Exercise =
Please give every entry again, exactly as it reads.

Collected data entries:
====================

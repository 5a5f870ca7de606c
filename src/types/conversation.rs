//! Ordered conversation history.
//!
//! Turns for one user request are appended through an [`Exchange`]. An
//! exchange that is dropped without [`Exchange::commit`] removes the turns it
//! appended, so a failed request never leaves partial history behind.

use serde::Serialize;

use super::turn::{Turn, TurnContent};

#[derive(Debug, Clone, Default, Serialize)]
pub struct Conversation {
    turns: Vec<Turn>,
    #[serde(skip)]
    max_turns: Option<usize>,
}

impl Conversation {
    pub fn new() -> Self {
        Self::default()
    }

    /// Keep at most `max` turns after each committed exchange.
    ///
    /// Trimming always restarts history at a user text turn, so a tool
    /// invocation is never separated from its result.
    pub fn with_max_turns(max: usize) -> Self {
        Self {
            turns: Vec::new(),
            max_turns: Some(max.max(1)),
        }
    }

    pub fn max_turns(&self) -> Option<usize> {
        self.max_turns
    }

    pub fn turns(&self) -> &[Turn] {
        &self.turns
    }

    pub fn len(&self) -> usize {
        self.turns.len()
    }

    pub fn is_empty(&self) -> bool {
        self.turns.is_empty()
    }

    pub fn last(&self) -> Option<&Turn> {
        self.turns.last()
    }

    /// Start a new exchange with the given user text.
    pub fn begin(&mut self, user_text: impl Into<String>) -> Exchange<'_> {
        let start = self.turns.len();
        self.turns.push(Turn::user(user_text));
        Exchange {
            conversation: self,
            start,
            committed: false,
        }
    }

    /// Every invocation is immediately followed by one result for the same tool,
    /// and every result answers the invocation right before it.
    pub fn is_well_paired(&self) -> bool {
        let mut pending: Option<&str> = None;
        for turn in &self.turns {
            match (&turn.content, pending) {
                (TurnContent::Invocation { invocation }, None) => {
                    pending = Some(invocation.name.as_str())
                }
                (TurnContent::Result { result }, Some(name)) if result.name == name => {
                    pending = None
                }
                (TurnContent::Text { .. }, None) => {}
                _ => return false,
            }
        }
        pending.is_none()
    }

    fn enforce_limit(&mut self) {
        let Some(max) = self.max_turns else {
            return;
        };
        let len = self.turns.len();
        if len <= max {
            return;
        }

        let cut = (len - max..len)
            .find(|&i| self.turns[i].is_user_text())
            .or_else(|| self.turns.iter().rposition(Turn::is_user_text))
            .unwrap_or(0);
        self.turns.drain(..cut);
    }
}

/// Turns appended on behalf of one in-flight user request.
#[derive(Debug)]
pub struct Exchange<'a> {
    conversation: &'a mut Conversation,
    start: usize,
    committed: bool,
}

impl<'a> Exchange<'a> {
    pub fn push(&mut self, turn: Turn) {
        self.conversation.turns.push(turn);
    }

    /// Full history as it should be sent to the model, pending turns included.
    pub fn history(&self) -> &[Turn] {
        &self.conversation.turns
    }

    /// Turns appended by this exchange, starting with the user turn.
    pub fn appended(&self) -> &[Turn] {
        &self.conversation.turns[self.start..]
    }

    /// Keep the appended turns and apply the history limit.
    pub fn commit(mut self) {
        self.committed = true;
        self.conversation.enforce_limit();
    }
}

impl Drop for Exchange<'_> {
    fn drop(&mut self) {
        if !self.committed {
            self.conversation.turns.truncate(self.start);
        }
    }
}

#[cfg(test)]
mod tests {
    use super::*;
    use crate::types::tool::{ToolInvocation, ToolResult};
    use serde_json::json;

    fn tool_round(exchange: &mut Exchange<'_>, name: &str) {
        let inv = ToolInvocation::new(name, json!({}));
        let result = ToolResult::success(&inv, json!({"ok": true}));
        exchange.push(Turn::invocation(inv));
        exchange.push(Turn::tool_result(result));
    }

    #[test]
    fn test_commit_keeps_turns() {
        let mut conv = Conversation::new();
        let mut ex = conv.begin("hello");
        tool_round(&mut ex, "get_current_location");
        ex.push(Turn::assistant("You are in Auckland."));
        assert_eq!(ex.appended().len(), 4);
        ex.commit();

        assert_eq!(conv.len(), 4);
        assert!(conv.is_well_paired());
        assert_eq!(conv.last().and_then(Turn::text), Some("You are in Auckland."));
    }

    #[test]
    fn test_dropped_exchange_rolls_back() {
        let mut conv = Conversation::new();
        conv.begin("first").commit();
        {
            let mut ex = conv.begin("second");
            tool_round(&mut ex, "get_weather");
            assert_eq!(ex.history().len(), 4);
        }
        assert_eq!(conv.len(), 1);
        assert_eq!(conv.turns()[0].text(), Some("first"));
    }

    #[test]
    fn test_limit_never_splits_pairs() {
        let mut conv = Conversation::with_max_turns(5);
        let mut ex = conv.begin("one");
        ex.push(Turn::assistant("reply one"));
        ex.commit();

        let mut ex = conv.begin("two");
        tool_round(&mut ex, "get_weather");
        ex.push(Turn::assistant("reply two"));
        ex.commit();

        // 6 turns, limit 5: "reply one" would lead, so trimming advances to "two".
        assert_eq!(conv.len(), 4);
        assert_eq!(conv.turns()[0].text(), Some("two"));
        assert!(conv.is_well_paired());
    }

    #[test]
    fn test_limit_keeps_oversized_latest_exchange() {
        let mut conv = Conversation::with_max_turns(2);
        let mut ex = conv.begin("weather here?");
        tool_round(&mut ex, "get_current_location");
        tool_round(&mut ex, "get_weather");
        ex.push(Turn::assistant("Sunny."));
        ex.commit();

        assert_eq!(conv.len(), 6);
        assert!(conv.turns()[0].is_user_text());
    }

    #[test]
    fn test_detects_unpaired_invocation() {
        let mut conv = Conversation::new();
        let mut ex = conv.begin("hi");
        ex.push(Turn::invocation(ToolInvocation::new("get_weather", json!({}))));
        ex.push(Turn::assistant("oops"));
        ex.commit();
        assert!(!conv.is_well_paired());
    }
}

====================

Completed exercise =
repository 5a5f870ca7de606c
filename src/types/conversation.rs
//! Ordered conversation history.
//!
//! Turns for one user request are appended through an [`Exchange`]. An
//! exchange that is dropped without [`Exchange::commit`] removes the turns it
//! appended, so a failed request never leaves partial history behind.

use serde::Serialize;

use super::turn::{Turn, TurnContent};

#[derive(Debug, Clone, Default, Serialize)]
pub struct Conversation {
    turns: Vec<Turn>,
    #[serde(skip)]
    max_turns: Option<usize>,
}

impl Conversation {
    pub fn new() -> Self {
        Self::default()
    }

    /// Keep at most `max` turns after each committed exchange.
    ///
    /// Trimming always restarts history at a user text turn, so a tool
    /// invocation is never separated from its result.
    pub fn with_max_turns(max: usize) -> Self {
        Self {
            turns: Vec::new(),
            max_turns: Some(max.max(1)),
        }
    }

    pub fn max_turns(&self) -> Option<usize> {
        self.max_turns
    }

    pub fn turns(&self) -> &[Turn] {
        &self.turns
    }

    pub fn len(&self) -> usize {
        self.turns.len()
    }

    pub fn is_empty(&self) -> bool {
        self.turns.is_empty()
    }

    pub fn last(&self) -> Option<&Turn> {
        self.turns.last()
    }

    /// Start a new exchange with the given user text.
    pub fn begin(&mut self, user_text: impl Into<String>) -> Exchange<'_> {
        let start = self.turns.len();
        self.turns.push(Turn::user(user_text));
        Exchange {
            conversation: self,
            start,
            committed: false,
        }
    }

    /// Every invocation is immediately followed by one result for the same tool,
    /// and every result answers the invocation right before it.
    pub fn is_well_paired(&self) -> bool {
        let mut pending: Option<&str> = None;
        for turn in &self.turns {
            match (&turn.content, pending) {
                (TurnContent::Invocation { invocation }, None) => {
                    pending = Some(invocation.name.as_str())
                }
                (TurnContent::Result { result }, Some(name)) if result.name == name => {
                    pending = None
                }
                (TurnContent::Text { .. }, None) => {}
                _ => return false,
            }
        }
        pending.is_none()
    }

    fn enforce_limit(&mut self) {
        let Some(max) = self.max_turns else {
            return;
        };
        let len = self.turns.len();
        if len <= max {
            return;
        }

        let cut = (len - max..len)
            .find(|&i| self.turns[i].is_user_text())
            .or_else(|| self.turns.iter().rposition(Turn::is_user_text))
            .unwrap_or(0);
        self.turns.drain(..cut);
    }
}

/// Turns appended on behalf of one in-flight user request.
#[derive(Debug)]
pub struct Exchange<'a> {
    conversation: &'a mut Conversation,
    start: usize,
    committed: bool,
}

impl<'a> Exchange<'a> {
    pub fn push(&mut self, turn: Turn) {
        self.conversation.turns.push(turn);
    }

    /// Full history as it should be sent to the model, pending turns included.
    pub fn history(&self) -> &[Turn] {
        &self.conversation.turns
    }

    /// Turns appended by this exchange, starting with the user turn.
    pub fn appended(&self) -> &[Turn] {
        &self.conversation.turns[self.start..]
    }

    /// Keep the appended turns and apply the history limit.
    pub fn commit(mut self) {
        self.committed = true;
        self.conversation.enforce_limit();
    }
}

impl Drop for Exchange<'_> {
    fn drop(&mut self) {
        if !self.committed {
            self.conversation.turns.truncate(self.start);
        }
    }
}

#[cfg(test)]
mod tests {
    use super::*;
    use crate::types::tool::{ToolInvocation, ToolResult};
    use serde_json::json;

    fn tool_round(exchange: &mut Exchange<'_>, name: &str) {
        let inv = ToolInvocation::new(name, json!({}));
        let result = ToolResult::success(&inv, json!({"ok": true}));
        exchange.push(Turn::invocation(inv));
        exchange.push(Turn::tool_result(result));
    }

    #[test]
    fn test_commit_keeps_turns() {
        let mut conv = Conversation::new();
        let mut ex = conv.begin("hello");
        tool_round(&mut ex, "get_current_location");
        ex.push(Turn::assistant("You are in Auckland."));
        assert_eq!(ex.appended().len(), 4);
        ex.commit();

        assert_eq!(conv.len(), 4);
        assert!(conv.is_well_paired());
        assert_eq!(conv.last().and_then(Turn::text), Some("You are in Auckland."));
    }

    #[test]
    fn test_dropped_exchange_rolls_back() {
        let mut conv = Conversation::new();
        conv.begin("first").commit();
        {
            let mut ex = conv.begin("second");
            tool_round(&mut ex, "get_weather");
            assert_eq!(ex.history().len(), 4);
        }
        assert_eq!(conv.len(), 1);
        assert_eq!(conv.turns()[0].text(), Some("first"));
    }

    #[test]
    fn test_limit_never_splits_pairs() {
        let mut conv = Conversation::with_max_turns(5);
        let mut ex = conv.begin("one");
        ex.push(Turn::assistant("reply one"));
        ex.commit();

        let mut ex = conv.begin("two");
        tool_round(&mut ex, "get_weather");
        ex.push(Turn::assistant("reply two"));
        ex.commit();

        // 6 turns, limit 5: "reply one" would lead, so trimming advances to "two".
        assert_eq!(conv.len(), 4);
        assert_eq!(conv.turns()[0].text(), Some("two"));
        assert!(conv.is_well_paired());
    }

    #[test]
    fn test_limit_keeps_oversized_latest_exchange() {
        let mut conv = Conversation::with_max_turns(2);
        let mut ex = conv.begin("weather here?");
        tool_round(&mut ex, "get_current_location");
        tool_round(&mut ex, "get_weather");
        ex.push(Turn::assistant("Sunny."));
        ex.commit();

        assert_eq!(conv.len(), 6);
        assert!(conv.turns()[0].is_user_text());
    }

    #[test]
    fn test_detects_unpaired_invocation() {
        let mut conv = Conversation::new();
        let mut ex = conv.begin("hi");
        ex.push(Turn::invocation(ToolInvocation::new("get_weather", json!({}))));
        ex.push(Turn::assistant("oops"));
        ex.commit();
        assert!(!conv.is_well_paired());
    }
}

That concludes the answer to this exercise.